Harold Meyerson writes of Big Labor’s reaction to ObamaCare:
Labor believes, rightly, that the cost controls in the Senate bill come chiefly from insurance policy holders (among them, labor’s members), rather than from insurance and drug companies. Both the AFL-CIO and the Service Employees International Union have condemned these provisions, while hailing the bill’s epochal creation of affordable health insurance for 30 million Americans. They’re careful, too, to exempt President Obama from their criticisms.

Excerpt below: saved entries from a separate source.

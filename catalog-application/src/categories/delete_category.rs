use crate::{
    command::{Command, CommandHandler},
    context::AppContext,
    error::AppResult,
};
use async_trait::async_trait;
use catalog_domain::category::Category;
use catalog_domain::persist::{Repository, UnitOfWork};
use serde::Deserialize;
use uuid::Uuid;

/// 删除目录
#[derive(Debug, Clone, Copy, PartialEq, Eq, Deserialize)]
pub struct DeleteCategory {
    pub id: Uuid,
}

impl DeleteCategory {
    pub fn new(id: Uuid) -> Self {
        Self { id }
    }
}

impl Command for DeleteCategory {
    const NAME: &'static str = "DeleteCategory";
    type Output = ();
}

pub struct DeleteCategoryHandler<R, U> {
    repository: R,
    unit_of_work: U,
}

impl<R, U> DeleteCategoryHandler<R, U> {
    pub fn new(repository: R, unit_of_work: U) -> Self {
        Self {
            repository,
            unit_of_work,
        }
    }
}

#[async_trait]
impl<R, U> CommandHandler<DeleteCategory> for DeleteCategoryHandler<R, U>
where
    R: Repository<Category>,
    U: UnitOfWork<Transaction = R::Transaction>,
{
    async fn handle(&self, ctx: &AppContext, cmd: DeleteCategory) -> AppResult<()> {
        let category = self.repository.get(&cmd.id, &ctx.cancel).await?;

        let mut tx = self.unit_of_work.begin(&ctx.cancel).await?;
        self.repository
            .delete(&mut tx, &category, &ctx.cancel)
            .await?;
        self.unit_of_work.commit(&mut tx, &ctx.cancel).await?;

        tracing::info!(
            command = DeleteCategory::NAME,
            correlation_id = ctx.correlation_id.as_deref(),
            category_id = %cmd.id,
            "category deleted"
        );
        Ok(())
    }
}
//! 目录领域层基础库（catalog-domain）
//!
//! 提供目录（Category）管理所需的领域抽象与构件：
//! - 字段校验引擎（`validation`），构造与变更共用同一套规则
//! - 实体（`entity`）与聚合（`aggregate`）建模，以及 `Category` 聚合（`category`）
//! - 与聚合类型无关的检索/分页协议（`search`）
//! - 仓储与工作单元协议（`persist`），以及可选的内存版实现（特性 `inmemory`）
//!
//! 本 crate 不依赖任何具体存储或传输实现，仅定义领域层接口与最小必要的错误类型，
//! 任何满足 `persist` 协议语义的存储后端都可以接入。
//!
//! 典型用法：
//! 1. 通过 `Category::new` 构造并校验聚合；
//! 2. 通过 `UnitOfWork::begin` 开启事务，交给 `Repository` 登记写操作；
//! 3. 调用 `UnitOfWork::commit` 一次性落盘；
//! 4. 读侧通过 `Repository::search` 获得 `SearchOutput`。
//!
pub mod aggregate;
pub mod category;
pub mod entity;
pub mod error;
pub mod persist;
pub mod search;
pub mod validation;
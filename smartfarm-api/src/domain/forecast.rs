//! Deterministic yield forecast
//!
//! `forecast = base_yield(crop) * region_multiplier(region)
//!            * season_factor(season) * hectares`, rounded to 2 decimals.
//!
//! Coefficients are a fixed in-code table keyed by lowercase crop and
//! region names. Method tag `mock_v1` marks rows produced by this
//! formula so a future model can coexist with the historical data.

use serde::{Deserialize, Serialize};
use smartfarm_common::db::models::Season;

/// Method tag stored with every persisted forecast
pub const METHOD_MOCK_V1: &str = "mock_v1";

/// Coefficient snapshot persisted alongside each forecast
#[derive(Debug, Clone, PartialEq, Serialize, Deserialize)]
pub struct ForecastFactors {
    pub base_yield_t_per_ha: f64,
    pub regional_multiplier: f64,
    pub season_factor: f64,
}

/// Base yield in tonnes per hectare, keyed by lowercase crop name
pub fn base_yield(crop_name: &str) -> Option<f64> {
    match crop_name.to_lowercase().as_str() {
        "maize" => Some(4.0),
        "wheat" => Some(3.5),
        "beans" => Some(1.6),
        "rice" => Some(5.0),
        "coffee" => Some(1.2),
        "tea" => Some(2.2),
        _ => None,
    }
}

/// Regional productivity multiplier, keyed by lowercase region name
pub fn region_multiplier(region: &str) -> Option<f64> {
    match region.to_lowercase().as_str() {
        "nairobi" => Some(0.9),
        "kisumu" => Some(1.0),
        "nakuru" => Some(1.1),
        "mombasa" => Some(0.85),
        "eldoret" => Some(1.15),
        _ => None,
    }
}

/// Seasonal factor
pub fn season_factor(season: Season) -> f64 {
    match season {
        Season::Major => 1.0,
        Season::Minor => 0.8,
        Season::All => 0.95,
    }
}

/// Round to 2 decimal places (half away from zero)
pub fn round2(value: f64) -> f64 {
    (value * 100.0).round() / 100.0
}

/// Compute the forecast yield in tonnes
pub fn compute_forecast(factors: &ForecastFactors, hectares: f64) -> f64 {
    round2(
        factors.base_yield_t_per_ha * factors.regional_multiplier * factors.season_factor * hectares,
    )
}

/// Look up the full coefficient set for a crop/region/season combination.
/// Returns None when the crop or region has no table entry.
pub fn lookup_factors(crop_name: &str, region: &str, season: Season) -> Option<ForecastFactors> {
    Some(ForecastFactors {
        base_yield_t_per_ha: base_yield(crop_name)?,
        regional_multiplier: region_multiplier(region)?,
        season_factor: season_factor(season),
    })
}

#[cfg(test)]
mod tests {
    use super::*;

    #[test]
    fn test_maize_nairobi_major_regression() {
        // 4.0 * 0.9 * 1.0 * 2.5 = 9.00
        let factors = lookup_factors("Maize", "Nairobi", Season::Major).unwrap();
        assert_eq!(factors.base_yield_t_per_ha, 4.0);
        assert_eq!(factors.regional_multiplier, 0.9);
        assert_eq!(factors.season_factor, 1.0);
        assert_eq!(compute_forecast(&factors, 2.5), 9.00);
    }

    #[test]
    fn test_wheat_nakuru_all_regression() {
        // 3.5 * 1.1 * 0.95 * 1.0 = 3.6575 -> 3.66
        let factors = lookup_factors("Wheat", "Nakuru", Season::All).unwrap();
        assert_eq!(compute_forecast(&factors, 1.0), 3.66);
    }

    #[test]
    fn test_lookup_is_case_insensitive() {
        assert!(lookup_factors("MAIZE", "NAIROBI", Season::Major).is_some());
        assert!(lookup_factors("maize", "nairobi", Season::Major).is_some());
    }

    #[test]
    fn test_unknown_crop_or_region_rejected() {
        assert!(lookup_factors("Dragonfruit", "Nairobi", Season::Major).is_none());
        assert!(lookup_factors("Maize", "Atlantis", Season::Major).is_none());
    }

    #[test]
    fn test_round2() {
        assert_eq!(round2(3.6575), 3.66);
        assert_eq!(round2(9.0), 9.0);
        assert_eq!(round2(0.125), 0.13);
    }
}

Actually, if the labor bosses had their members’ interests at heart, they’d be outraged and looking to upset the deal. For starters, insurance for 30 million Americans really doesn’t do much for their members, nearly all of whom have union contracts giving them that benefit. (Come to think of it, unions dig their own graves by supporting mandatory benefits for nonunion workers, thereby lowering the incentive to unionize.) Moreover, the excise tax on Cadillac plans hits their members disproportionately and quite severely. Having run against a similar proposal by John McCain, now Obama is delivering the same bitter pill to his political allies, as Meyerson concedes:
Politically, in fact, the tax could set in motion the kind of dynamic that undermined many Great Society anti-poverty programs: taxing the working class to provide benefits to the poor (or, in this case, the uninsured). Richard Nixon and Ronald Reagan smashed the Democrats’ New Deal coalition by fanning the racial and class tensions endemic to such programs.
So what exactly is in this for union members and why aren’t their leaders trying to stop this assault on their financial interests? You got me. But union members might start to wonder why millions in union dues are being used to support candidates who back legislation so hostile to their economic well being.